- What is expected
Return, word for word, only the lines of the data below that lie between the line with "onto the log." and the line with "use crate::retry::BackoffPolicy;", those two lines included.

- Provided material
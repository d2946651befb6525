//! Outbox relay: moves committed outbox rows onto the log.
//!
//! Each tick:
//!
//! ```text
//! requeue stuck rows ──► refresh lag gauge ──► claim batch
//!                                                  │
//!                      ┌───────────────────────────┘
//!                      ▼  per row, independently
//!               envelope ──► encode ──► publish(key = aggregate_id)
//!                                           │
//!                   ┌───────────────┬───────┴──────────────┐
//!                   ▼               ▼                      ▼
//!                 sent      pending (backoff)   dead-letter + dead
//! ```
//!
//! Requeue and claim failures abort the tick; the next tick starts over.
//! Nothing is carried between ticks.

use crate::metrics::RelayMetrics;
use crate::retry::BackoffPolicy;
use outbox_core::environment::{Clock, SystemClock};
use outbox_core::outbox::{DEFAULT_BATCH_SIZE, DEFAULT_PROCESSING_TIMEOUT};
use outbox_core::{
    DateTime, DeadLetter, Envelope, LogProducer, OutboxRecord, OutboxStore, StoreError, Utc,
};
use std::sync::Arc;
use std::time::Duration;
use tokio::sync::broadcast;
use tokio::time::MissedTickBehavior;
use tracing::{debug, error, info, warn};

/// Relay tuning.
#[derive(Debug, Clone, Copy, PartialEq, Eq)]
pub struct RelayConfig {
    /// Rows claimed per tick
    pub batch_size: usize,
    /// Time between ticks
    pub poll_interval: Duration,
    /// Age after which a `processing` row is presumed orphaned
    pub processing_timeout: Duration,
    /// Attempts before a row is dead-lettered (0 = retry forever)
    pub max_attempts: u32,
    /// Bound on a single publish
    pub publish_timeout: Duration,
}

impl Default for RelayConfig {
    fn default() -> Self {
        Self {
            batch_size: DEFAULT_BATCH_SIZE,
            poll_interval: Duration::from_millis(500),
            processing_timeout: DEFAULT_PROCESSING_TIMEOUT,
            max_attempts: 10,
            publish_timeout: Duration::from_secs(5),
        }
    }
}

/// What happened to one claimed row.
#[derive(Debug, Clone, Copy, PartialEq, Eq)]
pub enum RowOutcome {
    /// Published and marked sent
    Sent,
    /// Publish failed; rescheduled
    Retried,
    /// Attempts exhausted; marked dead
    Dead,
}

/// Summary of one tick.
#[derive(Debug, Clone, Copy, Default, PartialEq, Eq)]
pub struct TickReport {
    /// Orphaned rows returned to pending
    pub requeued: u64,
    /// Rows claimed
    pub claimed: usize,
    /// Rows published
    pub sent: usize,
    /// Rows rescheduled
    pub retried: usize,
    /// Rows dead-lettered
    pub dead: usize,
}

impl TickReport {
    fn record(&mut self, outcome: RowOutcome) {
        match outcome {
            RowOutcome::Sent => self.sent += 1,
            RowOutcome::Retried => self.retried += 1,
            RowOutcome::Dead => self.dead += 1,
        }
    }
}

/// Poll-driven outbox relay.
///
/// Several relays may run against the same table; claims are disjoint.
///
/// # Example
///
/// ```rust,ignore
/// let relay = OutboxRelay::new(store, producer, RelayConfig::default())
///     .with_dead_letter(dlq_producer)
///     .with_metrics(metrics);
///
/// relay.run(shutdown.subscribe()).await;
/// ```
pub struct OutboxRelay {
    store: Arc<dyn OutboxStore>,
    producer: Arc<dyn LogProducer>,
    dead_letter: Option<Arc<dyn LogProducer>>,
    metrics: Arc<RelayMetrics>,
    clock: Arc<dyn Clock>,
    backoff: BackoffPolicy,
    config: RelayConfig,
}

impl OutboxRelay {
    /// Create a relay with no dead-letter topic.
    #[must_use]
    pub fn new(
        store: Arc<dyn OutboxStore>,
        producer: Arc<dyn LogProducer>,
        config: RelayConfig,
    ) -> Self {
        Self {
            store,
            producer,
            dead_letter: None,
            metrics: Arc::new(RelayMetrics::new()),
            clock: Arc::new(SystemClock),
            backoff: BackoffPolicy::relay(),
            config,
        }
    }

    /// Publish dead-lettered events through `producer`.
    #[must_use]
    pub fn with_dead_letter(mut self, producer: Arc<dyn LogProducer>) -> Self {
        self.dead_letter = Some(producer);
        self
    }

    /// Record into `metrics`.
    #[must_use]
    pub fn with_metrics(mut self, metrics: Arc<RelayMetrics>) -> Self {
        self.metrics = metrics;
        self
    }

    /// Compute retry times from `clock`.
    #[must_use]
    pub fn with_clock(mut self, clock: Arc<dyn Clock>) -> Self {
        self.clock = clock;
        self
    }

    /// Replace the retry schedule.
    #[must_use]
    pub const fn with_backoff(mut self, backoff: BackoffPolicy) -> Self {
        self.backoff = backoff;
        self
    }

    /// The relay's metrics.
    #[must_use]
    pub fn metrics(&self) -> &RelayMetrics {
        &self.metrics
    }

    /// Run one tick.
    ///
    /// # Errors
    ///
    /// Returns [`StoreError`] if requeueing or claiming fails. Per-row store
    /// failures are logged and leave the row to the stuck-row sweep.
    pub async fn tick(&self) -> Result<TickReport, StoreError> {
        let requeued = self
            .store
            .requeue_stuck(self.config.processing_timeout)
            .await?;
        if requeued > 0 {
            warn!(rows = requeued, "Requeued orphaned outbox rows");
            self.metrics.record_requeued(requeued);
        }

        match self.store.lag_seconds().await {
            Ok(lag) => self.metrics.set_lag(lag),
            Err(e) => warn!(error = %e, "Failed to measure outbox lag"),
        }

        let batch = self.store.claim_pending(self.config.batch_size).await?;
        let mut report = TickReport {
            requeued,
            claimed: batch.len(),
            ..TickReport::default()
        };
        if batch.is_empty() {
            return Ok(report);
        }
        debug!(rows = batch.len(), "Claimed outbox batch");

        for record in &batch {
            self.metrics.record_claimed(&record.event_type);
            report.record(self.process(record).await);
        }

        Ok(report)
    }

    /// Tick every poll interval until `shutdown` fires.
    ///
    /// A tick in progress is finished before returning.
    pub async fn run(&self, mut shutdown: broadcast::Receiver<()>) {
        let period = if self.config.poll_interval.is_zero() {
            RelayConfig::default().poll_interval
        } else {
            self.config.poll_interval
        };
        let mut ticker = tokio::time::interval(period);
        ticker.set_missed_tick_behavior(MissedTickBehavior::Delay);

        info!(
            batch_size = self.config.batch_size,
            poll_interval_ms = u64::try_from(period.as_millis()).unwrap_or(u64::MAX),
            max_attempts = self.config.max_attempts,
            dead_letter = self.dead_letter.is_some(),
            "Outbox relay started"
        );

        loop {
            tokio::select! {
                _ = shutdown.recv() => {
                    info!("Outbox relay shutting down");
                    break;
                }
                _ = ticker.tick() => {
                    if let Err(e) = self.tick().await {
                        error!(error = %e, "Outbox relay tick failed");
                    }
                }
            }
        }
    }

    async fn process(&self, record: &OutboxRecord) -> RowOutcome {
        let envelope = Envelope::from_record(record);

        let published = match envelope.encode() {
            Ok(bytes) => self
                .producer
                .publish(
                    record.aggregate_id.as_bytes(),
                    &bytes,
                    self.config.publish_timeout,
                )
                .await
                .map_err(|e| format!("publish: {e}")),
            Err(e) => Err(format!("encode: {e}")),
        };

        match published {
            Ok(()) => {
                if let Err(e) = self.store.mark_sent(record.id).await {
                    error!(outbox_id = record.id, error = %e, "Failed to mark outbox row sent");
                }
                self.metrics.record_published(&record.event_type);
                debug!(
                    outbox_id = record.id,
                    event_id = %record.event_id,
                    event_type = %record.event_type,
                    "Published outbox event"
                );
                RowOutcome::Sent
            }
            Err(reason) => self.fail(record, envelope, &reason).await,
        }
    }

    async fn fail(&self, record: &OutboxRecord, envelope: Envelope, reason: &str) -> RowOutcome {
        let attempts = u32::try_from(record.attempts).unwrap_or(0);
        let max = self.config.max_attempts;

        if max > 0 && attempts >= max {
            self.dead_letter(record, envelope, reason).await;
            if let Err(e) = self.store.mark_dead(record.id, reason).await {
                error!(outbox_id = record.id, error = %e, "Failed to mark outbox row dead");
            }
            self.metrics.record_dead(&record.event_type);
            error!(
                outbox_id = record.id,
                event_id = %record.event_id,
                event_type = %record.event_type,
                attempt = attempts,
                error = reason,
                "Outbox event dead-lettered"
            );
            return RowOutcome::Dead;
        }

        let delay = self.backoff.delay_for_attempt(attempts);
        let now = self.clock.now();
        let next_retry_at = chrono::Duration::from_std(delay)
            .ok()
            .and_then(|delay| now.checked_add_signed(delay))
            .unwrap_or(DateTime::<Utc>::MAX_UTC);
        if let Err(e) = self
            .store
            .mark_failed(record.id, next_retry_at, reason)
            .await
        {
            error!(outbox_id = record.id, error = %e, "Failed to reschedule outbox row");
        }
        self.metrics.record_failed(&record.event_type);
        warn!(
            outbox_id = record.id,
            event_id = %record.event_id,
            event_type = %record.event_type,
            attempt = attempts,
            retry_in_ms = u64::try_from(delay.as_millis()).unwrap_or(u64::MAX),
            error = reason,
            "Outbox publish failed"
        );
        RowOutcome::Retried
    }

    async fn dead_letter(&self, record: &OutboxRecord, envelope: Envelope, reason: &str) {
        let Some(producer) = &self.dead_letter else {
            debug!(outbox_id = record.id, "No dead-letter topic configured");
            return;
        };

        let bytes = match DeadLetter::for_envelope(reason, envelope).encode() {
            Ok(bytes) => bytes,
            Err(e) => {
                warn!(outbox_id = record.id, error = %e, "Failed to encode dead-letter record");
                return;
            }
        };

        if let Err(e) = producer
            .publish(
                record.aggregate_id.as_bytes(),
                &bytes,
                self.config.publish_timeout,
            )
            .await
        {
            warn!(outbox_id = record.id, error = %e, "Dead-letter publish failed");
        }
    }
}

- The answer
//! Outbox relay: moves committed outbox rows onto the log.
//!
//! Each tick:
//!
//! ```text
//! requeue stuck rows ──► refresh lag gauge ──► claim batch
//!                                                  │
//!                      ┌───────────────────────────┘
//!                      ▼  per row, independently
//!               envelope ──► encode ──► publish(key = aggregate_id)
//!                                           │
//!                   ┌───────────────┬───────┴──────────────┐
//!                   ▼               ▼                      ▼
//!                 sent      pending (backoff)   dead-letter + dead
//! ```
//!
//! Requeue and claim failures abort the tick; the next tick starts over.
//! Nothing is carried between ticks.

use crate::metrics::RelayMetrics;
use crate::retry::BackoffPolicy;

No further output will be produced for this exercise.